Anonymous wrote:
Anonymous wrote:Federal lawsuit just filed and, unfortunately, it sets forth a not unreasonable basis for standing and argument on the merits. I hope I’m wrong, but I see an injunction coming soon. Why the administration didn’t stand a refund application sooner is beyond me. I doubt a court would have ordered people to pay anything back even while ruling the order was unconstitutional. But this lawsuit will move fast and the whole thing will likely be enjoined without anyone seeing relief.
"The plaintiff is Frank Garrison, an attorney who works at the foundation, who says he is in line to automatically receive $20,000 under the plan. But, he argues, he will be left worse off by Biden’s debt relief because it will trigger state income taxes where he lives in Indiana."
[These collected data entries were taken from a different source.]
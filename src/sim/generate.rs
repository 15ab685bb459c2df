//! Procedural level generation
//!
//! One sweep over the lattice, one primary draw per cell outside the spawn
//! square. Holes and obstacles share that draw:
//!
//! - `[0, hole_threshold)` → hole
//! - `[hole_threshold, obstacle_threshold)` → obstacle
//! - `[obstacle_threshold, 1)` → floor, then a second draw for items
//!
//! The obstacle bucket is empty once the hole threshold reaches the obstacle
//! threshold (level 3 with stock tuning). From the hazard level on, draws
//! below `hazard_chance` spawn a moving hazard instead of any static tile.

use glam::DVec2;

use super::grid::{CellCoord, Grid, TileKind};
use super::hazard::{Axis, HazardKind, MovingHazard};
use super::random::UniformSource;
use crate::cell_origin;
use crate::tuning::GenerationTuning;

/// A freshly generated level
#[derive(Debug, Clone)]
pub struct Level {
    pub grid: Grid,
    pub hazards: Vec<MovingHazard>,
}

/// Generate the grid and hazard list for `level`
pub fn generate_level<R: UniformSource + ?Sized>(
    level: u32,
    rng: &mut R,
    tuning: &GenerationTuning,
) -> Level {
    let mut grid = Grid::new();
    let mut hazards = Vec::new();
    let hole_threshold = tuning.hole_threshold(level);

    for cell in Grid::cells() {
        if cell.in_safe_zone() {
            continue;
        }

        let roll = rng.next_unit();

        if level >= tuning.hazard_min_level && roll < tuning.hazard_chance {
            hazards.push(spawn_hazard(level, cell, rng, tuning));
            continue;
        }

        let tile = if roll < hole_threshold {
            TileKind::Hole
        } else if roll < tuning.obstacle_threshold {
            TileKind::Obstacle
        } else {
            roll_item(rng, tuning)
        };
        grid.set(cell, tile);
    }

    grid.set(CellCoord::portal(), TileKind::Portal);

    log::info!(
        "Level {} generated: {} holes, {} obstacles, {} diamonds, {} hazards",
        level,
        grid.count(TileKind::Hole),
        grid.count(TileKind::Obstacle),
        grid.count(TileKind::Diamond),
        hazards.len()
    );

    Level { grid, hazards }
}

fn spawn_hazard<R: UniformSource + ?Sized>(
    level: u32,
    cell: CellCoord,
    rng: &mut R,
    tuning: &GenerationTuning,
) -> MovingHazard {
    let kind = if level >= tuning.void_hazard_min_level && rng.next_unit() < 0.5 {
        HazardKind::VoidHole
    } else {
        HazardKind::Wall
    };
    let axis = if rng.next_unit() < 0.5 { Axis::X } else { Axis::Y };
    let origin: DVec2 = cell_origin(cell);
    MovingHazard::new(kind, origin, axis, tuning.hazard_half_range, tuning.hazard_speed)
}

/// Item draw for a floor cell
fn roll_item<R: UniformSource + ?Sized>(rng: &mut R, tuning: &GenerationTuning) -> TileKind {
    let roll = rng.next_unit();
    if roll < tuning.diamond_threshold {
        TileKind::Diamond
    } else if roll < tuning.speed_boost_threshold {
        TileKind::SpeedBoost
    } else if roll < tuning.extra_life_threshold {
        TileKind::ExtraLife
    } else {
        TileKind::Floor
    }
}
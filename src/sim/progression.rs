//! Level progression
//!
//! `Playing(N)` → `LevelComplete` → `Playing(N + 1)`. The middle state is
//! instantaneous: it exists only as the [`GameEvent::LevelComplete`] event.

use super::random::UniformSource;
use super::state::{GameEvent, GameState};

/// Outcome of stepping onto the portal
#[derive(Debug, Clone, Copy, PartialEq, Eq)]
pub enum PortalOutcome {
    Locked { missing: u32 },
    Advanced { level: u32 },
}

/// Try to leave the level through the portal
pub fn enter_portal<R: UniformSource + ?Sized>(
    state: &mut GameState,
    rng: &mut R,
    events: &mut Vec<GameEvent>,
) -> PortalOutcome {
    if !state.progression.portal_open() {
        let missing = state.progression.diamonds_remaining();
        log::debug!("Portal locked, {} diamonds missing", missing);
        events.push(GameEvent::PortalLocked { missing });
        return PortalOutcome::Locked { missing };
    }

    let completed = state.progression.level;
    let next = completed.saturating_add(1);
    log::info!("Level {} complete", completed);
    events.push(GameEvent::LevelComplete { completed, next });

    advance_to(state, next, rng);
    PortalOutcome::Advanced { level: next }
}

/// Jump straight to `level`: new layout, ball back on the spawn point
pub fn advance_to<R: UniformSource + ?Sized>(state: &mut GameState, level: u32, rng: &mut R) {
    state.player.respawn();
    state.load_level(level, rng);
}
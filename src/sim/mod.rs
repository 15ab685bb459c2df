//! Deterministic simulation module
//!
//! All gameplay logic lives here. This module must be pure and deterministic:
//! - One tick per host frame, no wall clock
//! - Randomness only from a host-supplied source
//! - Stable iteration order (lattice order, hazard list order)
//! - No rendering or platform dependencies

pub mod collision;
pub mod engine;
pub mod generate;
pub mod grid;
pub mod hazard;
pub mod physics;
pub mod progression;
pub mod random;
pub mod session;
pub mod state;
pub mod tick;

pub use collision::{Resolution, resolve};
pub use engine::{Direction, Engine};
pub use generate::{Level, generate_level};
pub use grid::{CellCoord, Grid, TileKind};
pub use hazard::{Axis, HazardKind, MovingHazard};
pub use physics::{EdgeBounce, PlayerState};
pub use progression::PortalOutcome;
pub use random::{SequenceSource, UniformSource};
pub use state::{
    FallCause, GameEvent, GameState, ProgressionState, SessionPhase, SessionState, Snapshot,
};
pub use tick::{TickInput, reset, tick};
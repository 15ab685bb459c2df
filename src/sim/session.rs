//! Session lifecycle: lives, respawn, game over, power-up timer, crumble
//!
//! `Alive → Falling` happens in the collision resolver. This module owns
//! what follows: finishing a fall, counting down the boost, and the late
//! level crumbling floor.

use super::grid::TileKind;
use super::random::UniformSource;
use super::state::{GameEvent, GameState};
use crate::cell_of;

/// Falling tick bookkeeping. Call after the physics step while falling.
///
/// Once the ball sinks past the fall depth a life is spent. With lives left
/// the ball respawns; otherwise the session is over.
pub fn finish_fall_if_done(state: &mut GameState, events: &mut Vec<GameEvent>) {
    if !state.player.falling || state.player.position.z >= state.tuning.physics.fall_depth {
        return;
    }

    state.session.lives = state.session.lives.saturating_sub(1);
    let remaining = state.session.lives;
    events.push(GameEvent::LifeLost { remaining });

    if remaining > 0 {
        state.player.respawn();
        log::debug!("Respawned, {} lives left", remaining);
        events.push(GameEvent::Respawned);
    } else {
        state.session.game_over = true;
        log::info!(
            "Game over on level {} with score {}",
            state.progression.level,
            state.session.score
        );
        events.push(GameEvent::GameOver {
            score: state.session.score,
            level: state.progression.level,
        });
    }
}

/// Count the speed boost down by one alive tick
pub fn tick_powerup(state: &mut GameState, events: &mut Vec<GameEvent>) {
    let session = &mut state.session;
    if !session.powerup_active {
        return;
    }
    session.powerup_timer = session.powerup_timer.saturating_sub(1);
    if session.powerup_timer == 0 {
        session.powerup_active = false;
        log::debug!("Speed boost ended");
        events.push(GameEvent::SpeedBoostExpired);
    }
}

/// Late-level floor decay. Every `crumble_interval` alive ticks, try a few
/// random cells around the ball and turn the first plain floor into a hole.
pub fn tick_crumble<R: UniformSource + ?Sized>(
    state: &mut GameState,
    rng: &mut R,
    events: &mut Vec<GameEvent>,
) {
    let rules = &state.tuning.rules;
    if state.progression.level < rules.crumble_min_level {
        return;
    }

    state.progression.crumble_timer += 1;
    if state.progression.crumble_timer < rules.crumble_interval {
        return;
    }
    state.progression.crumble_timer = 0;

    let center = cell_of(state.player.planar());
    for _ in 0..rules.crumble_attempts {
        let dx = rng.next_offset(rules.crumble_radius);
        let dy = rng.next_offset(rules.crumble_radius);
        let target = center.offset(dx, dy);
        // Off-lattice cells have no tile to crumble
        if state.grid.contains(target) && state.grid.get(target) == TileKind::Floor {
            state.grid.set(target, TileKind::Hole);
            log::debug!("Floor at {:?} crumbled", target);
            events.push(GameEvent::TileCrumbled { cell: target });
            return;
        }
    }
}
//! Game state and core simulation types
//!
//! Everything one running session owns lives in [`GameState`]. Hosts read it
//! through [`Snapshot`] between ticks.

use serde::{Deserialize, Serialize};

use super::generate::{Level, generate_level};
use super::grid::{CellCoord, Grid};
use super::hazard::MovingHazard;
use super::physics::PlayerState;
use super::random::UniformSource;
use crate::tuning::{RulesTuning, Tuning};

/// Session bookkeeping: score, lives, power-up, tick counter
#[derive(Debug, Clone, PartialEq, Eq, Serialize, Deserialize)]
pub struct SessionState {
    pub score: u32,
    pub lives: u32,
    /// Terminal until `reset`
    pub game_over: bool,
    pub powerup_active: bool,
    /// Ticks of boost remaining
    pub powerup_timer: u32,
    /// Ticks simulated since the last reset
    pub tick: u64,
}

impl SessionState {
    pub fn new(rules: &RulesTuning) -> Self {
        Self {
            score: 0,
            lives: rules.starting_lives,
            game_over: false,
            powerup_active: false,
            powerup_timer: 0,
            tick: 0,
        }
    }

    /// Start (or restart) the speed boost
    pub fn arm_powerup(&mut self, ticks: u32) {
        self.powerup_active = ticks > 0;
        self.powerup_timer = ticks;
    }
}

/// Level progress
#[derive(Debug, Clone, PartialEq, Eq, Serialize, Deserialize)]
pub struct ProgressionState {
    pub level: u32,
    pub diamonds_collected: u32,
    pub diamonds_needed: u32,
    /// Alive ticks since the last crumble attempt
    pub crumble_timer: u32,
}

impl ProgressionState {
    pub fn new(rules: &RulesTuning) -> Self {
        Self {
            level: 1,
            diamonds_collected: 0,
            diamonds_needed: rules.diamonds_needed,
            crumble_timer: 0,
        }
    }

    /// Portal unlocked for this level
    pub fn portal_open(&self) -> bool {
        self.diamonds_collected >= self.diamonds_needed
    }

    pub fn diamonds_remaining(&self) -> u32 {
        self.diamonds_needed.saturating_sub(self.diamonds_collected)
    }
}

/// Coarse lifecycle of the session
#[derive(Debug, Clone, Copy, PartialEq, Eq, Serialize, Deserialize)]
pub enum SessionPhase {
    Alive,
    Falling,
    GameOver,
}

/// What made the ball fall
#[derive(Debug, Clone, Copy, PartialEq, Eq, Serialize, Deserialize)]
pub enum FallCause {
    Hole(CellCoord),
    /// Index into the hazard list
    VoidHazard(usize),
}

/// Something observable that happened during a tick
#[derive(Debug, Clone, PartialEq, Serialize, Deserialize)]
pub enum GameEvent {
    EdgeBounce { x: bool, y: bool },
    ObstacleHit { cell: CellCoord },
    DiamondCollected { cell: CellCoord, score: u32, collected: u32, needed: u32 },
    SpeedBoostActivated { cell: CellCoord, ticks: u32 },
    SpeedBoostExpired,
    ExtraLife { cell: CellCoord, lives: u32 },
    PortalLocked { missing: u32 },
    LevelComplete { completed: u32, next: u32 },
    FallStarted { cause: FallCause },
    WallPush { hazard: usize },
    LifeLost { remaining: u32 },
    Respawned,
    GameOver { score: u32, level: u32 },
    TileCrumbled { cell: CellCoord },
    Reset,
}

/// Complete simulation context
#[derive(Debug, Clone, Serialize, Deserialize)]
pub struct GameState {
    pub grid: Grid,
    /// Hazards in generation order
    pub hazards: Vec<MovingHazard>,
    pub player: PlayerState,
    pub session: SessionState,
    pub progression: ProgressionState,
    pub tuning: Tuning,
}

impl GameState {
    /// Fresh session on level 1
    pub fn new<R: UniformSource + ?Sized>(tuning: Tuning, rng: &mut R) -> Self {
        let Level { grid, hazards } = generate_level(1, rng, &tuning.generation);
        Self {
            grid,
            hazards,
            player: PlayerState::spawned(),
            session: SessionState::new(&tuning.rules),
            progression: ProgressionState::new(&tuning.rules),
            tuning,
        }
    }

    pub fn phase(&self) -> SessionPhase {
        self.snapshot().phase()
    }

    /// Replace grid and hazards with a new layout for `level`
    pub fn load_level<R: UniformSource + ?Sized>(&mut self, level: u32, rng: &mut R) {
        let Level { grid, hazards } = generate_level(level, rng, &self.tuning.generation);
        self.grid = grid;
        self.hazards = hazards;
        self.progression.level = level;
        self.progression.diamonds_collected = 0;
        self.progression.crumble_timer = 0;
    }

    /// Borrowed read-only view for presentation
    pub fn snapshot(&self) -> Snapshot<'_> {
        Snapshot {
            grid: &self.grid,
            hazards: &self.hazards,
            player: &self.player,
            session: &self.session,
            progression: &self.progression,
        }
    }
}

/// Read-only view of the simulation between ticks
#[derive(Debug, Clone, Copy, Serialize)]
pub struct Snapshot<'a> {
    pub grid: &'a Grid,
    pub hazards: &'a [MovingHazard],
    pub player: &'a PlayerState,
    pub session: &'a SessionState,
    pub progression: &'a ProgressionState,
}

impl Snapshot<'_> {
    pub fn phase(&self) -> SessionPhase {
        if self.session.game_over {
            SessionPhase::GameOver
        } else if self.player.falling {
            SessionPhase::Falling
        } else {
            SessionPhase::Alive
        }
    }

    /// Remaining boost as a fraction of a full pickup, for a HUD bar
    pub fn powerup_fraction(&self, full_ticks: u32) -> f64 {
        if !self.session.powerup_active || full_ticks == 0 {
            return 0.0;
        }
        (self.session.powerup_timer as f64 / full_ticks as f64).clamp(0.0, 1.0)
    }

    pub fn portal_cell(&self) -> CellCoord {
        CellCoord::portal()
    }

    pub fn to_json(&self) -> Result<String, serde_json::Error> {
        serde_json::to_string(self)
    }
}
//! Moving hazards
//!
//! Cell-sized entities that oscillate along one axis, independent of the
//! tile grid. Walls shove the ball along; void holes swallow it.

use glam::DVec2;
use serde::{Deserialize, Serialize};

use crate::consts::GRID_CELL_SIZE;

#[derive(Debug, Clone, Copy, PartialEq, Eq, Serialize, Deserialize)]
pub enum HazardKind {
    /// Pushes the ball along its motion axis
    Wall,
    /// Drops the ball
    VoidHole,
}

#[derive(Debug, Clone, Copy, PartialEq, Eq, Serialize, Deserialize)]
pub enum Axis {
    X,
    Y,
}

impl Axis {
    #[inline]
    pub fn of(self, v: DVec2) -> f64 {
        match self {
            Axis::X => v.x,
            Axis::Y => v.y,
        }
    }

    #[inline]
    pub fn component_mut(self, v: &mut DVec2) -> &mut f64 {
        match self {
            Axis::X => &mut v.x,
            Axis::Y => &mut v.y,
        }
    }

    /// Unit vector along this axis
    #[inline]
    pub fn unit(self) -> DVec2 {
        match self {
            Axis::X => DVec2::X,
            Axis::Y => DVec2::Y,
        }
    }
}

/// An oscillating hazard
#[derive(Debug, Clone, PartialEq, Serialize, Deserialize)]
pub struct MovingHazard {
    pub kind: HazardKind,
    /// Minimum corner of the hazard's cell-sized box
    pub position: DVec2,
    pub axis: Axis,
    /// Bounds for `position[axis]`
    pub range: (f64, f64),
    /// Signed velocity along `axis`, units per tick
    pub speed: f64,
}

impl MovingHazard {
    /// Hazard oscillating `half_range` either side of its start position
    pub fn new(kind: HazardKind, position: DVec2, axis: Axis, half_range: f64, speed: f64) -> Self {
        let center = axis.of(position);
        Self {
            kind,
            position,
            axis,
            range: (center - half_range, center + half_range),
            speed,
        }
    }

    /// Advance one tick. Overshoot past a bound is mirrored back inside
    /// the range and the direction flips.
    pub fn advance(&mut self) {
        let (min, max) = self.range;
        let axis = self.axis;
        let p = axis.component_mut(&mut self.position);
        let mut next = *p + self.speed;
        if next > max {
            next = max - (next - max);
            self.speed = -self.speed;
        } else if next < min {
            next = min + (min - next);
            self.speed = -self.speed;
        }
        *p = next.clamp(min, max);
    }

    /// Strict containment of a point in the hazard's box
    pub fn contains(&self, point: DVec2) -> bool {
        let size = GRID_CELL_SIZE as f64;
        point.x > self.position.x
            && point.x < self.position.x + size
            && point.y > self.position.y
            && point.y < self.position.y + size
    }

    /// Displacement a wall applies to an overlapping ball this tick
    #[inline]
    pub fn push(&self) -> DVec2 {
        self.axis.unit() * self.speed
    }
}

/// Advance every hazard one tick, in list order
pub fn advance_all(hazards: &mut [MovingHazard]) {
    for hazard in hazards {
        hazard.advance();
    }
}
https://www.politico.com/news/2022/09/27/bidens-student-debt-relief-faces-first-major-legal-challenge-00059050
Worse off? How? Before the forgiveness, he would have to earn more than $20k and pay federal and state taxes on that amount, and then use it to pay the loan. So he'd be about $25k in the hole (assuming a 15% federal tax rate and 3.23% Indiana rate). With forgiveness, he has to pay $646 in Indiana tax. So he comes out over $24k ahead. How is that worse off? Is this some sort of GOP math?